Ryuk ha afectado en los últimos meses a varias empresas españolas. No ha sido tan mediático como WannaCry, que en marzo de 2017 puso en señal de alerta a Microsoft y en mayo del mismo año afectó a Telefónica. Este ransomware ha sido el protagonista del último tercio del año en este país, después de que haya formado una solvente dupla con el troyano Emotet.

Emotet, antiguo troyano bancario, se encarga de distribuir el ransomware accediendo e infectando terminales. La fórmula empleada más habitual es la de un correo electrónico con phising, es decir, con un cebo falso con el que la víctima piensa que está accediendo a una página o descargando un archivo legítimo: por ejemplo, una factura o un currículum del correo.

Leer más: Los ataques de phishing son omnipresentes: casi todas las empresas se están viendo afectadas por esta ciberamenaza

En realidad se trata de un fichero infectado que al abrirse desencadena una serie de procesos por el cual se acaba instalando el ransomware en el PC.

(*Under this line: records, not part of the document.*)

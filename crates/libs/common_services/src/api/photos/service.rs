use crate::api::photos::color::{normalize_color, predominant_color};
use crate::api::photos::error::PhotosError;
use crate::api::photos::exif_date::acquisition_date_from_exif;
use crate::api::photos::interfaces::{UploadOptions, UploadedFile};
use crate::database::photo::Photo;
use crate::database::{AlbumStore, PhotoStore, photo_store::NewPhoto};
use crate::storage_client::StorageClient;
use crate::utils::nice_id;
use app_state::constants;
use chrono::{DateTime, Utc};
use sqlx::PgPool;
use std::path::Path;
use tracing::{info, instrument};

/// Adds uploaded photos to an album the user owns.
///
/// For each file the acquisition date and predominant color are resolved,
/// the bytes are written to object storage, and only then is the metadata
/// row inserted. A storage object orphaned by a failed insert is not
/// cleaned up.
#[instrument(skip(pool, storage, files, options), fields(n_files = files.len()))]
pub async fn add_photos(
    pool: &PgPool,
    storage: &StorageClient,
    user_id: i32,
    album_id: &str,
    files: Vec<UploadedFile>,
    options: UploadOptions,
) -> Result<Vec<Photo>, PhotosError> {
    AlbumStore::find_by_id_for_owner(pool, album_id, user_id)
        .await?
        .ok_or_else(|| PhotosError::NotFound(format!("album {album_id}")))?;

    if files.is_empty() {
        return Err(PhotosError::BadRequest(
            "Upload at least one photo.".to_owned(),
        ));
    }

    let mut created = Vec::with_capacity(files.len());
    for file in files {
        let photo = store_one_photo(pool, storage, album_id, file, &options).await?;
        created.push(photo);
    }
    Ok(created)
}

async fn store_one_photo(
    pool: &PgPool,
    storage: &StorageClient,
    album_id: &str,
    file: UploadedFile,
    options: &UploadOptions,
) -> Result<Photo, PhotosError> {
    let acquisition_date = resolve_acquisition_date(
        options.acquisition_date,
        acquisition_date_from_exif(&file.bytes),
        Utc::now(),
    );

    let color = options
        .predominant_color
        .as_deref()
        .and_then(normalize_color)
        .or_else(|| predominant_color(&file.bytes));

    let title = options
        .title
        .clone()
        .unwrap_or_else(|| file_stem(&file.file_name));

    let object_name = object_name(&file.file_name, Utc::now());
    let size_bytes = file.bytes.len() as i64;
    storage
        .upload(&object_name, file.bytes, &file.content_type)
        .await?;
    let file_path = storage.public_url(&object_name)?;

    let photo = PhotoStore::insert(
        pool,
        NewPhoto {
            id: &nice_id(constants().database.photo_id_length),
            album_id,
            title: &title,
            description: options.description.as_deref(),
            file_name: &object_name,
            file_path: &file_path,
            size_bytes,
            acquisition_date,
            predominant_color: color.as_deref(),
        },
    )
    .await?;

    info!("Stored photo {} in album {}", photo.id, album_id);
    Ok(photo)
}

/// Deletes a photo owned (via its album) by the user. The database row goes
/// first; removing the stored object is best-effort.
#[instrument(skip(pool, storage))]
pub async fn delete_photo(
    pool: &PgPool,
    storage: &StorageClient,
    user_id: i32,
    photo_id: &str,
) -> Result<(), PhotosError> {
    let photo = PhotoStore::find_with_owner(pool, photo_id)
        .await?
        .filter(|p| p.owner_id == user_id)
        .ok_or_else(|| PhotosError::NotFound(photo_id.to_owned()))?;

    PhotoStore::delete(pool, photo_id).await?;
    storage.remove_best_effort(&photo.file_name).await;
    Ok(())
}

/// Acquisition date fallback chain: explicit input, then EXIF, then now.
fn resolve_acquisition_date(
    explicit: Option<DateTime<Utc>>,
    from_exif: Option<DateTime<Utc>>,
    now: DateTime<Utc>,
) -> DateTime<Utc> {
    explicit.or(from_exif).unwrap_or(now)
}

/// The object key under which an upload is stored: upload time in millis
/// plus the sanitized original file name.
fn object_name(original: &str, now: DateTime<Utc>) -> String {
    format!("{}-{}", now.timestamp_millis(), sanitize_file_name(original))
}

/// Keeps only the final path component and replaces anything outside
/// `[A-Za-z0-9._-]` so the name is safe as an object key.
fn sanitize_file_name(name: &str) -> String {
    let base = name
        .rsplit(['/', '\\'])
        .next()
        .unwrap_or(name);
    base.chars()
        .map(|c| {
            if c.is_ascii_alphanumeric() || matches!(c, '.' | '_' | '-') {
                c
            } else {
                '_'
            }
        })
        .collect()
}

fn file_stem(file_name: &str) -> String {
    Path::new(file_name)
        .file_stem()
        .map_or_else(|| file_name.to_owned(), |s| s.to_string_lossy().into_owned())
}

#[cfg(test)]
mod tests {
    use super::*;
    use chrono::TimeZone;

    fn ts(s: i64) -> DateTime<Utc> {
        Utc.timestamp_opt(s, 0).single().expect("valid timestamp")
    }

    #[test]
    fn explicit_date_wins_over_exif_and_now() {
        let resolved = resolve_acquisition_date(Some(ts(100)), Some(ts(200)), ts(300));
        assert_eq!(resolved, ts(100));
    }

    #[test]
    fn exif_date_wins_over_now() {
        let resolved = resolve_acquisition_date(None, Some(ts(200)), ts(300));
        assert_eq!(resolved, ts(200));
    }

    #[test]
    fn upload_time_is_the_last_resort() {
        let resolved = resolve_acquisition_date(None, None, ts(300));
        assert_eq!(resolved, ts(300));
    }

    #[test]
    fn object_names_are_prefixed_and_sanitized() {
        let name = object_name("my photo (1).jpg", ts(1_700_000_000));
        assert_eq!(name, "1700000000000-my_photo__1_.jpg");
    }

    #[test]
    fn sanitizing_strips_directory_components() {
        assert_eq!(sanitize_file_name("../../etc/passwd"), "passwd");
        assert_eq!(sanitize_file_name(r"C:\pics\summer.jpg"), "summer.jpg");
    }

    #[test]
    fn title_defaults_to_the_file_stem() {
        assert_eq!(file_stem("sunset.jpg"), "sunset");
        assert_eq!(file_stem("archive.tar.gz"), "archive.tar");
    }
}
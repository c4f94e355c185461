pub mod album;
pub mod auth;
pub mod photos;
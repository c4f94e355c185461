use crate::database::DbError;
use crate::database::app_user::{User, UserWithPassword};
use sqlx::{Executor, Postgres};

pub struct UserStore;

impl UserStore {
    /// Creates a new user. Fails with `DbError::UniqueViolation` when the
    /// email is already registered.
    pub async fn create(
        executor: impl Executor<'_, Database = Postgres>,
        email: &str,
        name: &str,
        hashed_password: &str,
    ) -> Result<User, DbError> {
        Ok(sqlx::query_as::<_, User>(
            r"
            INSERT INTO app_user (email, name, password)
            VALUES ($1, $2, $3)
            RETURNING id, created_at, updated_at, email, name
            ",
        )
        .bind(email)
        .bind(name)
        .bind(hashed_password)
        .fetch_one(executor)
        .await?)
    }

    pub async fn find_by_id(
        executor: impl Executor<'_, Database = Postgres>,
        user_id: i32,
    ) -> Result<Option<User>, DbError> {
        Ok(sqlx::query_as::<_, User>(
            "SELECT id, created_at, updated_at, email, name FROM app_user WHERE id = $1",
        )
        .bind(user_id)
        .fetch_optional(executor)
        .await?)
    }

    /// Fetches a user including the password hash, for credential checks only.
    pub async fn find_by_email_with_password(
        executor: impl Executor<'_, Database = Postgres>,
        email: &str,
    ) -> Result<Option<UserWithPassword>, DbError> {
        Ok(sqlx::query_as::<_, UserWithPassword>(
            "SELECT id, email, name, password FROM app_user WHERE email = $1",
        )
        .bind(email)
        .fetch_optional(executor)
        .await?)
    }
}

La prueba de que Emotet ha vuelto a su actividad es que en septiembre se detectó un incremento del 730% de su incidencia, según revelaba Markets Insider en un reciente artículo.

Emotet y Ryuk ya han afectado en España a administraciones públicas, como al Ayuntamiento de Jerez de la Frontera. La penetración de este ciberataque fue tanta que el Centro Criptológico Nacional se vio obligado a desplazar a varios técnicos que ayudasen a los funcionarios municipales a resolver el problema.

Además de Everis y la cadena Ser, semanas después, Ryuk podría haber estado detrás de múltiples ciberataques a otras grandes compañías.

Solo en las últimas semanas se han conocido, además, ciberataques del estilo a multinacionales españolas como Prosegur.